Dans un jugement rendu le 30 avril, le tribunal judiciaire de Boulogne-sur-mer a acquitté l’ancien maire-adjoint de Calais, accusé d’avoir favorisé la vente de deux logements du bailleur social Terre d’Opale Habitat à sa compagne et à la fille de cette dernière. Il l’a en revanche condamné à 5 ans d’inéligibilité pour l’attribution abusive d’une BMW par ce même office HLM dont il était le président.
La décision du tribunal judiciaire de Boulogne‐sur‐mer, le 30 avril, de relaxer Emmanuel Agius dans l’affaire de la vente d’appartements du bailleur social Terre d’Opale Habitat (TOH) à deux de ses proches, une affaire révélée par Mediacités, a de quoi étonner. Et de fait, elle a suscité des « murmures vaguement surpris sur les bancs de la presse », selon le récit d’audience fait par Nord Littoral.

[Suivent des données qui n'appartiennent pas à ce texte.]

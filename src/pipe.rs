//! A back-to-back in-process duplex stream pair with fiber rendezvous.
//!
//! Two [`PipeStream`] handles share one mutex. Each side's `pending_reader` holds a fiber
//! waiting for the *peer's* buffer to gain data; each side's `pending_writer` holds a fiber
//! waiting for *its own* buffer to free space. A side wakes the other's waiter exactly when it
//! performs the operation that satisfies it: `write` fills the peer's buffer and wakes this
//! side's `pending_reader`; `read` drains this side's own buffer and wakes this side's own
//! `pending_writer`.

use std::collections::VecDeque;
use std::sync::{Arc, Mutex};

use crate::error::{Result, WeaveError};
use crate::scheduler::{current, current_handle, yield_to_scheduler, FiberHandle, Scheduler};

/// A parked fiber together with the scheduler it belongs to, so whoever wakes it doesn't need to
/// be running on that scheduler itself (mirrors `io::poll`'s `EventContext`).
struct Waiter {
    handle: FiberHandle,
    scheduler: Arc<Scheduler>,
}

impl Waiter {
    fn capture() -> Waiter {
        Waiter {
            handle: current_handle().expect("PipeStream operation called outside a fiber"),
            scheduler: current().expect("PipeStream operation called outside a fiber"),
        }
    }
}

struct Side {
    read_buffer: VecDeque<u8>,
    closed_read: bool,
    closed_write: bool,
    pending_reader: Option<Waiter>,
    pending_writer: Option<Waiter>,
    cancelled_read: bool,
    cancelled_write: bool,
}

impl Side {
    fn new() -> Side {
        Side {
            read_buffer: VecDeque::new(),
            closed_read: false,
            closed_write: false,
            pending_reader: None,
            pending_writer: None,
            cancelled_read: false,
            cancelled_write: false,
        }
    }
}

struct PipeState {
    a: Side,
    b: Side,
}

impl PipeState {
    fn sides_mut(&mut self, is_a: bool) -> (&mut Side, &mut Side) {
        if is_a {
            (&mut self.a, &mut self.b)
        } else {
            (&mut self.b, &mut self.a)
        }
    }
}

struct PipeCore {
    buffer_size: usize,
    state: Mutex<PipeState>,
}

/// One end of an in-process duplex byte stream.
///
/// Created in pairs via [`pipe_stream`]; bytes written to one end are read from the other.
pub struct PipeStream {
    core: Arc<PipeCore>,
    is_a: bool,
}

/// Creates a connected pair of in-process streams, each buffering up to `buffer_size` bytes of
/// unread data from the other side.
pub fn pipe_stream(buffer_size: usize) -> (PipeStream, PipeStream) {
    let core = Arc::new(PipeCore {
        buffer_size,
        state: Mutex::new(PipeState { a: Side::new(), b: Side::new() }),
    });
    (PipeStream { core: core.clone(), is_a: true }, PipeStream { core, is_a: false })
}

fn wake(waiter: Option<Waiter>) {
    if let Some(waiter) = waiter {
        waiter.scheduler.schedule_handle(waiter.handle);
    }
}

impl PipeStream {
    /// Reads up to `buf.len()` bytes, blocking the current fiber until data is available, the
    /// peer closes its write side (returns `Ok(0)`, EOF), or the read is cancelled.
    pub fn read(&self, buf: &mut [u8]) -> Result<usize> {
        loop {
            let mut state = self.core.state.lock().expect("pipe lock poisoned");
            let (me, peer) = state.sides_mut(self.is_a);

            if me.closed_read {
                return Err(WeaveError::BrokenPipe);
            }

            if !me.read_buffer.is_empty() {
                let n = buf.len().min(me.read_buffer.len());
                for slot in buf.iter_mut().take(n) {
                    *slot = me.read_buffer.pop_front().expect("checked non-empty");
                }
                let woken = me.pending_writer.take();
                drop(state);
                wake(woken);
                return Ok(n);
            }

            if peer.closed_write {
                return Ok(0);
            }

            if me.cancelled_read {
                me.cancelled_read = false;
                return Err(WeaveError::OperationAborted);
            }

            peer.pending_reader = Some(Waiter::capture());
            drop(state);
            yield_to_scheduler();
        }
    }

    /// Writes `buf`, blocking the current fiber until the peer's buffer has room or its read
    /// side closes (returns `Err(BrokenPipe)`).
    pub fn write(&self, buf: &[u8]) -> Result<usize> {
        loop {
            let mut state = self.core.state.lock().expect("pipe lock poisoned");
            let (me, peer) = state.sides_mut(self.is_a);

            if me.closed_write {
                return Err(WeaveError::BrokenPipe);
            }
            if peer.closed_read {
                return Err(WeaveError::BrokenPipe);
            }

            let available = self.core.buffer_size.saturating_sub(peer.read_buffer.len());
            if available > 0 {
                let n = buf.len().min(available);
                peer.read_buffer.extend(buf[..n].iter().copied());
                let woken = me.pending_reader.take();
                drop(state);
                wake(woken);
                return Ok(n);
            }

            if me.cancelled_write {
                me.cancelled_write = false;
                return Err(WeaveError::OperationAborted);
            }

            peer.pending_writer = Some(Waiter::capture());
            drop(state);
            yield_to_scheduler();
        }
    }

    /// Cancels a pending [`PipeStream::read`] on this side, if any, waking it with
    /// [`WeaveError::OperationAborted`].
    pub fn cancel_read(&self) {
        let mut state = self.core.state.lock().expect("pipe lock poisoned");
        let (me, peer) = state.sides_mut(self.is_a);
        me.cancelled_read = true;
        let woken = peer.pending_reader.take();
        drop(state);
        wake(woken);
    }

    /// Cancels a pending [`PipeStream::write`] on this side, if any.
    pub fn cancel_write(&self) {
        let mut state = self.core.state.lock().expect("pipe lock poisoned");
        let (me, peer) = state.sides_mut(self.is_a);
        me.cancelled_write = true;
        let woken = peer.pending_writer.take();
        drop(state);
        wake(woken);
    }

    /// Blocks until the peer has drained everything written so far, or closes its read side.
    pub fn flush(&self) -> Result<()> {
        loop {
            let mut state = self.core.state.lock().expect("pipe lock poisoned");
            let (me, peer) = state.sides_mut(self.is_a);
            if peer.closed_read {
                return Err(WeaveError::BrokenPipe);
            }
            if peer.read_buffer.is_empty() {
                return Ok(());
            }
            peer.pending_writer = Some(Waiter::capture());
            drop(state);
            yield_to_scheduler();
        }
    }

    /// Half-closes the write side: future peer reads observe EOF once the buffer drains.
    pub fn close_write(&self) {
        let mut state = self.core.state.lock().expect("pipe lock poisoned");
        let (me, peer) = state.sides_mut(self.is_a);
        me.closed_write = true;
        let woken = peer.pending_reader.take();
        drop(state);
        wake(woken);
    }
}

impl Drop for PipeStream {
    fn drop(&mut self) {
        let mut state = self.core.state.lock().expect("pipe lock poisoned");
        let (me, peer) = state.sides_mut(self.is_a);
        me.closed_read = true;
        me.closed_write = true;
        let reader = peer.pending_reader.take();
        let writer = peer.pending_writer.take();
        let my_reader = me.pending_reader.take();
        let my_writer = me.pending_writer.take();
        drop(state);
        wake(reader);
        wake(writer);
        wake(my_reader);
        wake(my_writer);
    }
}

#[cfg(test)]
mod tests {
    use super::*;
    use crate::scheduler::Scheduler;
    use std::sync::atomic::{AtomicUsize, Ordering};

    #[test]
    fn write_then_read_round_trips() {
        let scheduler = Scheduler::new(1, true, 4);
        scheduler.start();
        let (a, b) = pipe_stream(64);
        let scheduler_ref = scheduler.clone();
        scheduler.schedule(Box::new(move || {
            a.write(b"hello").unwrap();
            let mut buf = [0u8; 5];
            let n = b.read(&mut buf).unwrap();
            assert_eq!(&buf[..n], b"hello");
            scheduler_ref.stop();
        }));
        scheduler.dispatch();
    }

    #[test]
    fn blocked_reader_wakes_on_write_across_fibers() {
        let scheduler = Scheduler::new(1, true, 4);
        scheduler.start();
        let (a, b) = pipe_stream(64);
        let reads = Arc::new(AtomicUsize::new(0));

        let reads_clone = reads.clone();
        let scheduler_ref = scheduler.clone();
        scheduler.schedule(Box::new(move || {
            let mut buf = [0u8; 3];
            let n = b.read(&mut buf).unwrap();
            reads_clone.fetch_add(n, Ordering::SeqCst);
            scheduler_ref.stop();
        }));
        scheduler.schedule(Box::new(move || {
            a.write(b"hi!").unwrap();
        }));
        scheduler.dispatch();
        assert_eq!(reads.load(Ordering::SeqCst), 3);
    }

    #[test]
    fn eof_after_peer_closes_write() {
        let scheduler = Scheduler::new(1, true, 4);
        scheduler.start();
        let (a, b) = pipe_stream(64);
        let scheduler_ref = scheduler.clone();
        scheduler.schedule(Box::new(move || {
            drop(a);
            let mut buf = [0u8; 1];
            assert_eq!(b.read(&mut buf).unwrap(), 0);
            scheduler_ref.stop();
        }));
        scheduler.dispatch();
    }

    #[test]
    fn blocked_reader_on_one_scheduler_wakes_from_a_write_on_another() {
        let reader_scheduler = Scheduler::new(1, true, 4);
        reader_scheduler.start();
        let writer_scheduler = Scheduler::new(1, true, 4);
        writer_scheduler.start();

        let (a, b) = pipe_stream(64);
        let reads = Arc::new(AtomicUsize::new(0));
        let reads_clone = reads.clone();
        let reader_scheduler_ref = reader_scheduler.clone();
        reader_scheduler.schedule(Box::new(move || {
            let mut buf = [0u8; 3];
            let n = b.read(&mut buf).unwrap();
            reads_clone.fetch_add(n, Ordering::SeqCst);
            reader_scheduler_ref.stop();
        }));

        let writer_scheduler_ref = writer_scheduler.clone();
        writer_scheduler.schedule(Box::new(move || {
            a.write(b"hi!").unwrap();
            writer_scheduler_ref.stop();
        }));

        reader_scheduler.dispatch();
        writer_scheduler.stop();
        assert_eq!(reads.load(Ordering::SeqCst), 3);
    }

    #[test]
    fn drop_from_a_thread_with_no_running_fiber_still_wakes_the_peer() {
        let scheduler = Scheduler::new(1, true, 4);
        scheduler.start();
        let (a, b) = pipe_stream(1);

        let scheduler_ref = scheduler.clone();
        scheduler.schedule(Box::new(move || {
            let mut buf = [0u8; 1];
            assert_eq!(b.read(&mut buf).unwrap(), 0);
            scheduler_ref.stop();
        }));

        // Give the reader a chance to park on `a`'s peer-owned `pending_reader` slot before the
        // plain (non-fiber) main test thread drops `a`, exercising the wake path with no `current()`.
        std::thread::sleep(std::time::Duration::from_millis(20));
        drop(a);
        scheduler.stop();
    }
}
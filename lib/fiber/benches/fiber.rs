use criterion::{criterion_group, criterion_main, Criterion};
use fiber::Fiber;

fn create_and_run(c: &mut Criterion) {
    c.bench_function("create_and_run", |b| {
        b.iter(|| {
            let fiber = Fiber::new(64 * 1024, |_yielder| {});
            let _ = unsafe { fiber.call() };
        });
    });
}

fn suspend_resume(c: &mut Criterion) {
    c.bench_function("suspend_resume", |b| {
        b.iter(|| {
            let fiber = Fiber::new(64 * 1024, |yielder| loop {
                yielder.suspend();
            });
            let mut fiber = unsafe { fiber.call() };
            for _ in 0..100 {
                fiber = unsafe { fiber.call() };
            }
        });
    });
}

criterion_group!(benches, create_and_run, suspend_resume);
criterion_main!(benches);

Le parquet avait en effet requis quinze mois de prison avec sursis pour « prise illégale d’intérêt » à l’encontre de celui qui était maire‐adjoint de Calais et président de TOH au moment des faits. Mais les juges ne l’ont pas suivi. Ils ont en fait prononcé une relaxe générale de toutes les personnes impliquées dans ce dossier : la compagne d’Emmanuel Agius et la fille de celle‐ci, le directeur de l’office HLM, Hans Ryckeboer, et l’ancien chauffeur de Natacha Bouchart, également bénéficiaire d’un logement à prix cassé de TOH, à l’instar de 17 autres personnes.